• **Activity**: Using "time" as the search string, find the matching lines below and copy them.

• **Exercise materials**:
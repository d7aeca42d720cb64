//! Error types for haulout-core.

use std::path::PathBuf;

use thiserror::Error;

/// All errors that can arise from configuration and report persistence.
#[derive(Debug, Error)]
pub enum CoreError {
    /// Underlying I/O failure, annotated with the path being touched.
    #[error("I/O error at {path}: {source}")]
    Io {
        path: PathBuf,
        #[source]
        source: std::io::Error,
    },

    /// YAML parse error on config load, with file path and line context.
    #[error("failed to parse config at {path}: {source}")]
    Config {
        path: PathBuf,
        #[source]
        source: serde_yaml::Error,
    },

    /// JSON error while reading or writing a harvest file or report.
    #[error("invalid JSON at {path}: {source}")]
    Json {
        path: PathBuf,
        #[source]
        source: serde_json::Error,
    },

    /// An explicitly requested config file does not exist.
    #[error("config file not found at {path}")]
    ConfigNotFound { path: PathBuf },

    /// `dirs::home_dir()` returned `None`, so `~/.haulout/` cannot be located.
    #[error("cannot determine home directory; set $HOME or equivalent")]
    HomeNotFound,
}

/// Convenience constructor for [`CoreError::Io`].
pub(crate) fn io_err(path: impl Into<PathBuf>, source: std::io::Error) -> CoreError {
    CoreError::Io {
        path: path.into(),
        source,
    }
}

/// Convenience constructor for [`CoreError::Json`].
pub(crate) fn json_err(path: impl Into<PathBuf>, source: serde_json::Error) -> CoreError {
    CoreError::Json {
        path: path.into(),
        source,
    }
}
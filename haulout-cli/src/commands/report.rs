//! `haulout report`: summarize a saved fork report.

use std::path::PathBuf;

use anyhow::{Context, Result};
use clap::Args;
use colored::{ColoredString, Colorize};
use tabled::{settings::Style, Table, Tabled};

use haulout_core::report::{load_ledger, REPORT_FILE};
use haulout_core::{ForkAction, ForkOutcome, Ledger};

/// Arguments for `haulout report`.
#[derive(Args, Debug)]
pub struct ReportArgs {
    /// Report file written by `haulout fork`.
    #[arg(default_value = REPORT_FILE)]
    pub file: PathBuf,

    /// Re-emit the report as JSON.
    #[arg(long)]
    pub json: bool,
}

#[derive(Tabled)]
struct OutcomeRow {
    #[tabled(rename = "repository")]
    repository: String,
    #[tabled(rename = "action")]
    action: String,
    #[tabled(rename = "ok")]
    ok: String,
    #[tabled(rename = "message")]
    message: String,
}

impl ReportArgs {
    pub fn run(self) -> Result<()> {
        let ledger = load_ledger(&self.file)
            .with_context(|| format!("failed to read report {}", self.file.display()))?;
        if self.json {
            println!("{}", serde_json::to_string_pretty(&ledger)?);
            return Ok(());
        }

        if !ledger.is_empty() {
            let rows: Vec<OutcomeRow> = ledger
                .results
                .iter()
                .map(|o| OutcomeRow {
                    repository: format!("{}/{}", o.owner, o.name),
                    action: o.action.to_string(),
                    ok: if o.success { "yes" } else { "no" }.to_string(),
                    message: o.message.clone(),
                })
                .collect();
            let mut table = Table::new(rows);
            table.with(Style::rounded());
            println!("{table}");
        }
        print_summary(&ledger);
        Ok(())
    }
}

/// Aggregate counts, one per line.
pub fn print_summary(ledger: &Ledger) {
    println!("{}", "Summary".bold());
    println!("  total:      {}", ledger.total);
    println!("  successful: {}", ledger.successful.to_string().green());
    println!("  forked:     {}", ledger.forked);
    println!("  synced:     {}", ledger.synced);
    println!("  skipped:    {}", ledger.skipped);
    let failed = ledger.failed.to_string();
    if ledger.failed > 0 {
        println!("  failed:     {}", failed.red().bold());
    } else {
        println!("  failed:     {failed}");
    }
}

/// Short coloured tag for a progress line.
pub fn outcome_label(outcome: &ForkOutcome) -> ColoredString {
    match (outcome.action, outcome.success) {
        (_, false) => "failed".red(),
        (ForkAction::Fork, true) => "forked".green(),
        (ForkAction::Sync, true) => "synced".cyan(),
        (ForkAction::Skip, true) => "skipped".yellow(),
    }
}
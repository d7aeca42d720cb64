//! Pacing: cancellable sleeps and the cancellation token.
//!
//! Every deliberate wait in the crate (courtesy pauses, cooldowns,
//! `Retry-After`, backoff) goes through [`Pace::sleep`], which returns early
//! with `false` once cancellation is requested.

use std::sync::atomic::{AtomicBool, Ordering};
use std::sync::Arc;
use std::time::{Duration, Instant};

/// Cloneable cancellation flag shared between the caller and a running
/// harvest or fork sweep.
#[derive(Debug, Clone, Default)]
pub struct CancelToken {
    flag: Arc<AtomicBool>,
}

impl CancelToken {
    pub fn new() -> Self {
        Self::default()
    }

    pub fn cancel(&self) {
        self.flag.store(true, Ordering::Release);
    }

    pub fn is_cancelled(&self) -> bool {
        self.flag.load(Ordering::Acquire)
    }
}

/// Blocks the current thread for a duration unless cancelled.
pub trait Sleeper: Send + Sync {
    /// Returns `true` if the full duration elapsed, `false` if cancellation
    /// cut it short (or was already requested).
    fn sleep(&self, duration: Duration, cancel: &CancelToken) -> bool;
}

/// Real sleeper: sleeps in short slices, checking the token in between.
#[derive(Debug, Clone, Copy)]
pub struct ThreadSleeper {
    slice: Duration,
}

impl ThreadSleeper {
    pub fn new() -> Self {
        Self {
            slice: Duration::from_millis(100),
        }
    }
}

impl Default for ThreadSleeper {
    fn default() -> Self {
        Self::new()
    }
}

impl Sleeper for ThreadSleeper {
    /// A duration too large to express as an `Instant` waits until
    /// cancelled.
    fn sleep(&self, duration: Duration, cancel: &CancelToken) -> bool {
        let deadline = Instant::now().checked_add(duration);
        loop {
            if cancel.is_cancelled() {
                return false;
            }
            let step = match deadline {
                Some(deadline) => {
                    let now = Instant::now();
                    if now >= deadline {
                        return true;
                    }
                    self.slice.min(deadline - now)
                }
                None => self.slice,
            };
            std::thread::sleep(step);
        }
    }
}

/// A sleeper bound to a cancellation token.
#[derive(Clone)]
pub struct Pace {
    sleeper: Arc<dyn Sleeper>,
    cancel: CancelToken,
}

impl Pace {
    pub fn new(sleeper: Arc<dyn Sleeper>, cancel: CancelToken) -> Self {
        Self { sleeper, cancel }
    }

    /// Real-time pacing with [`ThreadSleeper`].
    pub fn real(cancel: CancelToken) -> Self {
        Self::new(Arc::new(ThreadSleeper::new()), cancel)
    }

    /// `false` when cancelled before or during the wait. A zero duration
    /// still observes cancellation.
    pub fn sleep(&self, duration: Duration) -> bool {
        if self.cancel.is_cancelled() {
            return false;
        }
        if duration.is_zero() {
            return true;
        }
        self.sleeper.sleep(duration, &self.cancel)
    }

    pub fn is_cancelled(&self) -> bool {
        self.cancel.is_cancelled()
    }

    pub fn token(&self) -> &CancelToken {
        &self.cancel
    }
}

impl std::fmt::Debug for Pace {
    fn fmt(&self, f: &mut std::fmt::Formatter<'_>) -> std::fmt::Result {
        f.debug_struct("Pace")
            .field("cancelled", &self.cancel.is_cancelled())
            .finish_non_exhaustive()
    }
}
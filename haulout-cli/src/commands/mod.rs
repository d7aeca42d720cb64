pub mod fork;
pub mod harvest;
pub mod refs;
pub mod report;

use std::path::Path;

use anyhow::{Context, Result};
use serde_json::Value;

use haulout_core::{repo_ref, Item, RepoRef};

/// Load repository references from `input`.
///
/// A file whose content starts with `[` is read as a harvest (JSON array of
/// items, references taken from their `github` link); anything else is a
/// plain list of repository URLs.
pub fn load_repo_refs(input: &Path) -> Result<Vec<RepoRef>> {
    let text = std::fs::read_to_string(input)
        .with_context(|| format!("failed to read {}", input.display()))?;

    if text.trim_start().starts_with('[') {
        let raw: Vec<Value> = serde_json::from_str(&text)
            .with_context(|| format!("{} is not a valid harvest file", input.display()))?;
        let items: Vec<Item> = raw.into_iter().filter_map(Item::from_value).collect();
        let refs = repo_ref::from_items(&items);
        tracing::info!(items = items.len(), repos = refs.len(), "loaded harvest");
        Ok(refs)
    } else {
        let refs = repo_ref::from_url_list(&text);
        tracing::info!(repos = refs.len(), "loaded URL list");
        Ok(refs)
    }
}

#[cfg(test)]
mod tests {
    use std::fs;

    use tempfile::TempDir;

    use super::*;

    #[test]
    fn harvest_files_and_url_lists_are_both_accepted() {
        let dir = TempDir::new().expect("tempdir");

        let harvest = dir.path().join("projects.json");
        fs::write(
            &harvest,
            concat!(
                r#"[{"id": 7, "projectName": "Seven", "links": "#,
                r#"[{"type": "github", "url": "https://github.com/acme/seven.git"}]}]"#,
            ),
        )
        .expect("write");
        let refs = load_repo_refs(&harvest).expect("harvest refs");
        assert_eq!(refs.len(), 1);
        assert_eq!(refs[0].full_name(), "acme/seven");
        assert_eq!(refs[0].project_name.as_deref(), Some("Seven"));

        let list = dir.path().join("repos.txt");
        fs::write(
            &list,
            concat!(
                "# mirrors\nhttps://github.com/acme/one\n\n",
                "github.com/acme/two\nhttps://gitlab.com/x/y\n",
            ),
        )
        .expect("write");
        let refs = load_repo_refs(&list).expect("list refs");
        let names: Vec<String> = refs.iter().map(RepoRef::full_name).collect();
        assert_eq!(names, vec!["acme/one", "acme/two"]);
    }

    #[test]
    fn unreadable_input_names_the_file() {
        let err = load_repo_refs(Path::new("/definitely/missing.json")).expect_err("missing");
        assert!(format!("{err:#}").contains("missing.json"));
    }
}
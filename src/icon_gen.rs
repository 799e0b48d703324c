use crate::font::{LabelFont, DEFAULT_FALLBACK_FONT, DEFAULT_PRIMARY_FONT};
use crate::manifest::{fragment_path, IconsFragment, ManifestIcon};
use crate::options::IconOption;
use anyhow::{Context, Result};
use clap::Parser;
use image::{
    codecs::png::{CompressionType, FilterType as PngFilterType, PngEncoder},
    ColorType, ImageEncoder, RgbImage,
};
use std::{
    fs::File,
    io::{BufWriter, Write},
    path::{Path, PathBuf},
};
use tracing::{debug, info, instrument, Level};

#[derive(Debug, Clone, Parser)]
#[clap(
    name = "pwa-icon-gen",
    about = "Render the PWA icon design options as PNG files"
)]
pub struct Args {
    /// Output directory.
    #[clap(short, long, value_name = "DIR", default_value = "public")]
    pub output: PathBuf,

    /// Icon edge lengths to render, in pixels.
    #[clap(
        short,
        long,
        value_delimiter = ',',
        value_name = "SIZES",
        default_values_t = [192, 512]
    )]
    pub sizes: Vec<u32>,

    /// Designs to render (option1..option10). Renders all when omitted.
    #[clap(long, value_delimiter = ',', value_name = "IDS")]
    pub options: Option<Vec<IconOption>>,

    /// Font used for the label.
    #[clap(long, value_name = "PATH", default_value = DEFAULT_PRIMARY_FONT)]
    pub font: PathBuf,

    /// Font tried when the primary font cannot be loaded.
    #[clap(long, value_name = "PATH", default_value = DEFAULT_FALLBACK_FONT)]
    pub fallback_font: PathBuf,

    /// Label drawn on every icon.
    #[clap(long, default_value = "LCM")]
    pub text: String,

    /// Also write a web app manifest `icons` fragment per design.
    #[clap(long)]
    pub manifest: bool,

    /// Increase diagnostic output (-v info, -vv debug, -vvv trace).
    #[clap(short, long, action = clap::ArgAction::Count)]
    pub verbose: u8,
}

impl Args {
    /// Designs selected for this run, in canonical order, without duplicates.
    pub fn selected_options(&self) -> Vec<IconOption> {
        match &self.options {
            None => IconOption::ALL.to_vec(),
            Some(selected) => IconOption::ALL
                .into_iter()
                .filter(|option| selected.contains(option))
                .collect(),
        }
    }

    /// Diagnostic level selected by the `-v` count.
    pub fn log_level(&self) -> Level {
        match self.verbose {
            0 => Level::WARN,
            1 => Level::INFO,
            2 => Level::DEBUG,
            _ => Level::TRACE,
        }
    }

    /// Requested sizes with duplicates removed, first occurrence wins.
    fn unique_sizes(&self) -> Vec<u32> {
        let mut sizes = Vec::with_capacity(self.sizes.len());
        for &size in &self.sizes {
            if !sizes.contains(&size) {
                sizes.push(size);
            }
        }
        sizes
    }
}

/// `icon-192x192-option1.png`
pub fn icon_filename(size: u32, option: IconOption) -> String {
    format!("icon-{size}x{size}-{}.png", option.id())
}

/// Render every selected design at every size and write the PNGs.
///
/// Returns the paths written, in generation order.
pub fn generate_icons(args: &Args) -> Result<Vec<PathBuf>> {
    let sizes = args.unique_sizes();
    if sizes.is_empty() {
        anyhow::bail!("At least one icon size is required");
    }
    if sizes.contains(&0) {
        anyhow::bail!("Icon sizes must be greater than zero");
    }
    let options = args.selected_options();

    let font = LabelFont::load(&args.font, &args.fallback_font)
        .context("Failed to load label font")?;
    info!(font = %font.path().display(), "using label font");

    std::fs::create_dir_all(&args.output).context("Can't create output directory")?;

    let mut written = Vec::with_capacity(sizes.len() * options.len());
    for &size in &sizes {
        for &option in &options {
            let path = render_icon(option, size, &args.text, &font, &args.output)?;
            written.push(path);
        }
    }

    if args.manifest {
        for &option in &options {
            write_manifest(option, &sizes, &args.output)?;
        }
    }

    println!("\nAll icon options created successfully!");
    println!("Options available:");
    for option in &options {
        println!("  {} - {}", option.id(), option.description());
    }

    Ok(written)
}

#[instrument(skip_all, fields(option = %option, size))]
fn render_icon(
    option: IconOption,
    size: u32,
    text: &str,
    font: &LabelFont,
    out_dir: &Path,
) -> Result<PathBuf> {
    let image = option.render(size, text, font).into_image();
    let filename = icon_filename(size, option);
    let path = out_dir.join(&filename);
    save_png(&image, &path).with_context(|| format!("Failed to save {filename}"))?;
    debug!(path = %path.display(), "wrote icon");
    println!("  ✓ Created {filename}");
    Ok(path)
}

fn write_manifest(option: IconOption, sizes: &[u32], out_dir: &Path) -> Result<()> {
    let mut fragment = IconsFragment::default();
    for &size in sizes {
        fragment.add_icon(ManifestIcon::png(icon_filename(size, option), size));
    }

    let path = fragment_path(out_dir, option.id());
    fragment.write_to(&path)?;
    println!("  ✓ Created {}", path.display());
    Ok(())
}

fn save_png(image: &RgbImage, path: &Path) -> Result<()> {
    let mut out_file = BufWriter::new(File::create(path).context("Failed to create PNG file")?);
    write_png(image, &mut out_file)?;
    out_file.flush().context("Failed to write PNG")?;
    Ok(())
}

// Encode RGB pixel data as PNG with compression
fn write_png<W: Write>(image: &RgbImage, w: W) -> Result<()> {
    let encoder = PngEncoder::new_with_quality(w, CompressionType::Best, PngFilterType::Adaptive);
    encoder.write_image(image.as_raw(), image.width(), image.height(), ColorType::Rgb8)?;
    Ok(())
}
//! Label font loading and text stamping.
//!
//! A run loads exactly one font: the primary path if it can be read and
//! parsed, otherwise the fallback path. Sizes are em sizes in pixels.

use crate::canvas::Canvas;
use image::Rgb;
use rusttype::{point, Font, PositionedGlyph, Scale};
use std::path::{Path, PathBuf};
use thiserror::Error;
use tracing::{debug, warn};

pub const DEFAULT_PRIMARY_FONT: &str = r"C:\Windows\Fonts\JetBrainsMono-Bold.ttf";
pub const DEFAULT_FALLBACK_FONT: &str = r"C:\Windows\Fonts\arialbd.ttf";

#[derive(Debug, Error)]
pub enum FontError {
    #[error(
        "no usable font: neither {} nor {} could be loaded",
        .primary.display(),
        .fallback.display()
    )]
    Missing { primary: PathBuf, fallback: PathBuf },

    #[error("{} is not a valid TrueType/OpenType font", .0.display())]
    Parse(PathBuf),

    #[error("failed to read font {}", .path.display())]
    Io {
        path: PathBuf,
        #[source]
        source: std::io::Error,
    },
}

/// Ink bounding box of a piece of text laid out at the origin.
#[derive(Debug, Clone, Copy, Default, PartialEq, Eq)]
pub struct TextBox {
    pub left: i64,
    pub top: i64,
    pub right: i64,
    pub bottom: i64,
}

impl TextBox {
    pub fn width(&self) -> i64 {
        self.right - self.left
    }

    pub fn height(&self) -> i64 {
        self.bottom - self.top
    }
}

/// The font every label in a run is drawn with.
pub struct LabelFont {
    font: Font<'static>,
    path: PathBuf,
}

impl std::fmt::Debug for LabelFont {
    fn fmt(&self, f: &mut std::fmt::Formatter<'_>) -> std::fmt::Result {
        f.debug_struct("LabelFont").field("path", &self.path).finish()
    }
}

impl LabelFont {
    /// Load `primary`, falling back to `fallback` once. There is no further
    /// discovery: if the fallback is unreadable too the load fails with
    /// `Missing`, whatever kept the primary from loading.
    pub fn load(primary: &Path, fallback: &Path) -> Result<Self, FontError> {
        match Self::from_file(primary) {
            Ok(font) => Ok(font),
            Err(err) => {
                warn!(error = %err, fallback = %fallback.display(), "primary font unavailable");
                match Self::from_file(fallback) {
                    Ok(font) => Ok(font),
                    Err(FontError::Io { .. }) => Err(FontError::Missing {
                        primary: primary.to_path_buf(),
                        fallback: fallback.to_path_buf(),
                    }),
                    Err(other) => Err(other),
                }
            }
        }
    }

    pub fn from_file(path: &Path) -> Result<Self, FontError> {
        let data = std::fs::read(path).map_err(|source| FontError::Io {
            path: path.to_path_buf(),
            source,
        })?;
        let font = Font::try_from_vec(data).ok_or_else(|| FontError::Parse(path.to_path_buf()))?;
        debug!(path = %path.display(), glyphs = font.glyph_count(), "loaded label font");
        Ok(Self {
            font,
            path: path.to_path_buf(),
        })
    }

    pub fn path(&self) -> &Path {
        &self.path
    }

    /// rusttype scales by ascent-to-descent height; convert from an em size.
    fn scale(&self, em_px: u32) -> Scale {
        let metrics = self.font.v_metrics_unscaled();
        let height_units = metrics.ascent - metrics.descent;
        let units_per_em = self.font.units_per_em().max(1) as f32;
        Scale::uniform(em_px as f32 * height_units / units_per_em)
    }

    /// Lay out `text` so the top of the ascender sits at `y`.
    fn layout(&self, text: &str, em_px: u32, x: i64, y: i64) -> Vec<PositionedGlyph<'_>> {
        let scale = self.scale(em_px);
        let ascent = self.font.v_metrics(scale).ascent;
        self.font
            .layout(text, scale, point(x as f32, y as f32 + ascent))
            .collect()
    }

    pub fn text_bbox(&self, text: &str, em_px: u32) -> TextBox {
        let mut bbox: Option<TextBox> = None;
        for glyph in self.layout(text, em_px, 0, 0) {
            let Some(rect) = glyph.pixel_bounding_box() else {
                continue;
            };
            let glyph_box = TextBox {
                left: rect.min.x as i64,
                top: rect.min.y as i64,
                right: rect.max.x as i64,
                bottom: rect.max.y as i64,
            };
            bbox = Some(match bbox {
                None => glyph_box,
                Some(b) => TextBox {
                    left: b.left.min(glyph_box.left),
                    top: b.top.min(glyph_box.top),
                    right: b.right.max(glyph_box.right),
                    bottom: b.bottom.max(glyph_box.bottom),
                },
            });
        }
        bbox.unwrap_or_default()
    }

    /// Origin that centres the ink box of `text` on a `size`×`size` canvas.
    pub fn centered_origin(&self, size: u32, text: &str, em_px: u32) -> (i64, i64) {
        let bbox = self.text_bbox(text, em_px);
        let size = size as i64;
        (
            (size - bbox.right + bbox.left).div_euclid(2),
            (size - bbox.bottom + bbox.top).div_euclid(2),
        )
    }

    /// Draw anti-aliased `text` with its layout origin at `(x, y)`.
    pub fn draw_text(
        &self,
        canvas: &mut Canvas,
        x: i64,
        y: i64,
        text: &str,
        em_px: u32,
        color: Rgb<u8>,
    ) {
        for glyph in self.layout(text, em_px, x, y) {
            let Some(rect) = glyph.pixel_bounding_box() else {
                continue;
            };
            glyph.draw(|gx, gy, coverage| {
                canvas.blend(
                    rect.min.x as i64 + gx as i64,
                    rect.min.y as i64 + gy as i64,
                    color,
                    coverage,
                );
            });
        }
    }

    /// Stamp `text` at every offset in `[-radius, radius]²`, then once more at
    /// the origin.
    #[allow(clippy::too_many_arguments)]
    pub fn draw_glow(
        &self,
        canvas: &mut Canvas,
        x: i64,
        y: i64,
        text: &str,
        em_px: u32,
        color: Rgb<u8>,
        radius: i64,
    ) {
        for ox in -radius..=radius {
            for oy in -radius..=radius {
                self.draw_text(canvas, x + ox, y + oy, text, em_px, color);
            }
        }
        self.draw_text(canvas, x, y, text, em_px, color);
    }
}

/// Well-known locations of a bold TrueType font, used by tests that need ink.
#[cfg(test)]
pub(crate) fn system_test_font() -> Option<LabelFont> {
    const CANDIDATES: &[&str] = &[
        "/usr/share/fonts/truetype/dejavu/DejaVuSans-Bold.ttf",
        "/usr/share/fonts/TTF/DejaVuSans-Bold.ttf",
        "/usr/share/fonts/dejavu/DejaVuSans-Bold.ttf",
        "/usr/share/fonts/truetype/liberation/LiberationSans-Bold.ttf",
        "/Library/Fonts/Arial Bold.ttf",
        "/System/Library/Fonts/Supplemental/Arial Bold.ttf",
        r"C:\Windows\Fonts\arialbd.ttf",
    ];
    CANDIDATES
        .iter()
        .find_map(|path| LabelFont::from_file(Path::new(path)).ok())
}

• **Task solution**:
use std::time::{Duration, Instant};
    /// Real-time pacing with [`ThreadSleeper`].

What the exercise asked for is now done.